Data shown:
+++

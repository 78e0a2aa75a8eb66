//! Shared client-side state modules.
//!
//! DESIGN
//! ======
//! `auth` is the plain session snapshot read by guards and chrome, `session`
//! owns the transitions that produce it, and `notice` backs the toast tray.

pub mod auth;
pub mod notice;
pub mod session;
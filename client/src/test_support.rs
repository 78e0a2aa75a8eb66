//! Shared fakes for session and gateway tests.

use std::collections::VecDeque;
use std::sync::atomic::{AtomicUsize, Ordering};
use std::sync::{Arc, Mutex};

use base64::Engine as _;
use base64::engine::general_purpose::URL_SAFE_NO_PAD;
use futures::channel::oneshot;

use crate::net::gateway::{ApiError, HttpRequest, HttpResponse, Transport};
use crate::net::types::{Role, UserProfile};
use crate::state::auth::AuthState;
use crate::state::notice::Notice;
use crate::state::session::SessionObserver;
use crate::util::navigation::Navigator;

/// Unsigned JWT-shaped token with the given raw payload.
pub fn jwt_with_payload(payload: &str) -> String {
    let header = URL_SAFE_NO_PAD.encode(r#"{"alg":"HS256","typ":"JWT"}"#);
    let body = URL_SAFE_NO_PAD.encode(payload);
    format!("{header}.{body}.signature")
}

pub fn jwt_with_exp(exp: f64) -> String {
    jwt_with_payload(&format!(r#"{{"sub":"a@b.com","exp":{exp}}}"#))
}

pub fn sample_user(role: Role) -> UserProfile {
    UserProfile {
        id: 42,
        email: "a@b.com".to_owned(),
        first_name: "Ada".to_owned(),
        last_name: "Lovelace".to_owned(),
        role,
        phone: None,
        timezone: None,
    }
}

pub fn json_response(status: u16, body: &serde_json::Value) -> Result<HttpResponse, ApiError> {
    Ok(HttpResponse { status, body: body.to_string() })
}

/// Transport that replays queued responses and records every request.
#[derive(Clone, Default)]
pub struct ScriptedTransport {
    replies: Arc<Mutex<VecDeque<Result<HttpResponse, ApiError>>>>,
    sent: Arc<Mutex<Vec<HttpRequest>>>,
    gate: Arc<Mutex<Option<oneshot::Receiver<()>>>>,
}

impl ScriptedTransport {
    pub fn reply(&self, reply: Result<HttpResponse, ApiError>) {
        self.replies.lock().unwrap().push_back(reply);
    }

    pub fn sent(&self) -> Vec<HttpRequest> {
        self.sent.lock().unwrap().clone()
    }

    /// Hold the next send until the returned sender fires.
    pub fn hold_next(&self) -> oneshot::Sender<()> {
        let (tx, rx) = oneshot::channel();
        *self.gate.lock().unwrap() = Some(rx);
        tx
    }
}

impl Transport for ScriptedTransport {
    async fn send(&self, request: HttpRequest) -> Result<HttpResponse, ApiError> {
        self.sent.lock().unwrap().push(request);
        let gate = self.gate.lock().unwrap().take();
        if let Some(gate) = gate {
            let _ = gate.await;
        }
        self.replies
            .lock()
            .unwrap()
            .pop_front()
            .unwrap_or_else(|| Err(ApiError::Transport("no scripted reply".to_owned())))
    }
}

/// Observer that keeps every state snapshot and notice.
#[derive(Default)]
pub struct RecordingObserver {
    pub states: Mutex<Vec<AuthState>>,
    pub notices: Mutex<Vec<Notice>>,
}

impl RecordingObserver {
    pub fn last_state(&self) -> Option<AuthState> {
        self.states.lock().unwrap().last().cloned()
    }

    pub fn notices(&self) -> Vec<Notice> {
        self.notices.lock().unwrap().clone()
    }
}

impl SessionObserver for RecordingObserver {
    fn state_changed(&self, state: &AuthState) {
        self.states.lock().unwrap().push(state.clone());
    }

    fn notice(&self, notice: Notice) {
        self.notices.lock().unwrap().push(notice);
    }
}

/// Navigator that counts login redirects.
#[derive(Default)]
pub struct CountingNavigator {
    pub redirects: AtomicUsize,
}

impl CountingNavigator {
    pub fn count(&self) -> usize {
        self.redirects.load(Ordering::SeqCst)
    }
}

impl Navigator for CountingNavigator {
    fn to_login(&self) {
        self.redirects.fetch_add(1, Ordering::SeqCst);
    }
}
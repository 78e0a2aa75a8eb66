//! Utility helpers shared across client UI modules.
//!
//! SYSTEM CONTEXT
//! ==============
//! Utility modules isolate browser/environment concerns from page and component
//! logic to improve reuse and testability.

pub mod auth;
pub mod navigation;
pub mod storage;
pub mod token;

+++

What the exercise asks: From the first line to the last, reproduce the material word for word.

Exercise result:
repository 78e0a2aa75a8eb66
//! Shared client-side state modules.
//!
//! DESIGN
//! ======
//! `auth` is the plain session snapshot read by guards and chrome, `session`
//! owns the transitions that produce it, and `notice` backs the toast tray.

pub mod auth;
pub mod notice;
pub mod session;
filename client/src/test_support.rs
repository 78e0a2aa75a8eb66
//! Shared fakes for session and gateway tests.

use std::collections::VecDeque;
use std::sync::atomic::{AtomicUsize, Ordering};
use std::sync::{Arc, Mutex};

use base64::Engine as _;
use base64::engine::general_purpose::URL_SAFE_NO_PAD;
use futures::channel::oneshot;

use crate::net::gateway::{ApiError, HttpRequest, HttpResponse, Transport};
use crate::net::types::{Role, UserProfile};
use crate::state::auth::AuthState;
use crate::state::notice::Notice;
use crate::state::session::SessionObserver;
use crate::util::navigation::Navigator;

/// Unsigned JWT-shaped token with the given raw payload.
pub fn jwt_with_payload(payload: &str) -> String {
    let header = URL_SAFE_NO_PAD.encode(r#"{"alg":"HS256","typ":"JWT"}"#);
    let body = URL_SAFE_NO_PAD.encode(payload);
    format!("{header}.{body}.signature")
}

pub fn jwt_with_exp(exp: f64) -> String {
    jwt_with_payload(&format!(r#"{{"sub":"a@b.com","exp":{exp}}}"#))
}

pub fn sample_user(role: Role) -> UserProfile {
    UserProfile {
        id: 42,
        email: "a@b.com".to_owned(),
        first_name: "Ada".to_owned(),
        last_name: "Lovelace".to_owned(),
        role,
        phone: None,
        timezone: None,
    }
}

pub fn json_response(status: u16, body: &serde_json::Value) -> Result<HttpResponse, ApiError> {
    Ok(HttpResponse { status, body: body.to_string() })
}

/// Transport that replays queued responses and records every request.
#[derive(Clone, Default)]
pub struct ScriptedTransport {
    replies: Arc<Mutex<VecDeque<Result<HttpResponse, ApiError>>>>,
    sent: Arc<Mutex<Vec<HttpRequest>>>,
    gate: Arc<Mutex<Option<oneshot::Receiver<()>>>>,
}

impl ScriptedTransport {
    pub fn reply(&self, reply: Result<HttpResponse, ApiError>) {
        self.replies.lock().unwrap().push_back(reply);
    }

    pub fn sent(&self) -> Vec<HttpRequest> {
        self.sent.lock().unwrap().clone()
    }

    /// Hold the next send until the returned sender fires.
    pub fn hold_next(&self) -> oneshot::Sender<()> {
        let (tx, rx) = oneshot::channel();
        *self.gate.lock().unwrap() = Some(rx);
        tx
    }
}

impl Transport for ScriptedTransport {
    async fn send(&self, request: HttpRequest) -> Result<HttpResponse, ApiError> {
        self.sent.lock().unwrap().push(request);
        let gate = self.gate.lock().unwrap().take();
        if let Some(gate) = gate {
            let _ = gate.await;
        }
        self.replies
            .lock()
            .unwrap()
            .pop_front()
            .unwrap_or_else(|| Err(ApiError::Transport("no scripted reply".to_owned())))
    }
}

/// Observer that keeps every state snapshot and notice.
#[derive(Default)]
pub struct RecordingObserver {
    pub states: Mutex<Vec<AuthState>>,
    pub notices: Mutex<Vec<Notice>>,
}

impl RecordingObserver {
    pub fn last_state(&self) -> Option<AuthState> {
        self.states.lock().unwrap().last().cloned()
    }

    pub fn notices(&self) -> Vec<Notice> {
        self.notices.lock().unwrap().clone()
    }
}

impl SessionObserver for RecordingObserver {
    fn state_changed(&self, state: &AuthState) {
        self.states.lock().unwrap().push(state.clone());
    }

    fn notice(&self, notice: Notice) {
        self.notices.lock().unwrap().push(notice);
    }
}

/// Navigator that counts login redirects.
#[derive(Default)]
pub struct CountingNavigator {
    pub redirects: AtomicUsize,
}

impl CountingNavigator {
    pub fn count(&self) -> usize {
        self.redirects.load(Ordering::SeqCst)
    }
}

impl Navigator for CountingNavigator {
    fn to_login(&self) {
        self.redirects.fetch_add(1, Ordering::SeqCst);
    }
}
repository 78e0a2aa75a8eb66
//! Utility helpers shared across client UI modules.
//!
//! SYSTEM CONTEXT
//! ==============
//! Utility modules isolate browser/environment concerns from page and component
//! logic to improve reuse and testability.

pub mod auth;
pub mod navigation;
pub mod storage;
pub mod token;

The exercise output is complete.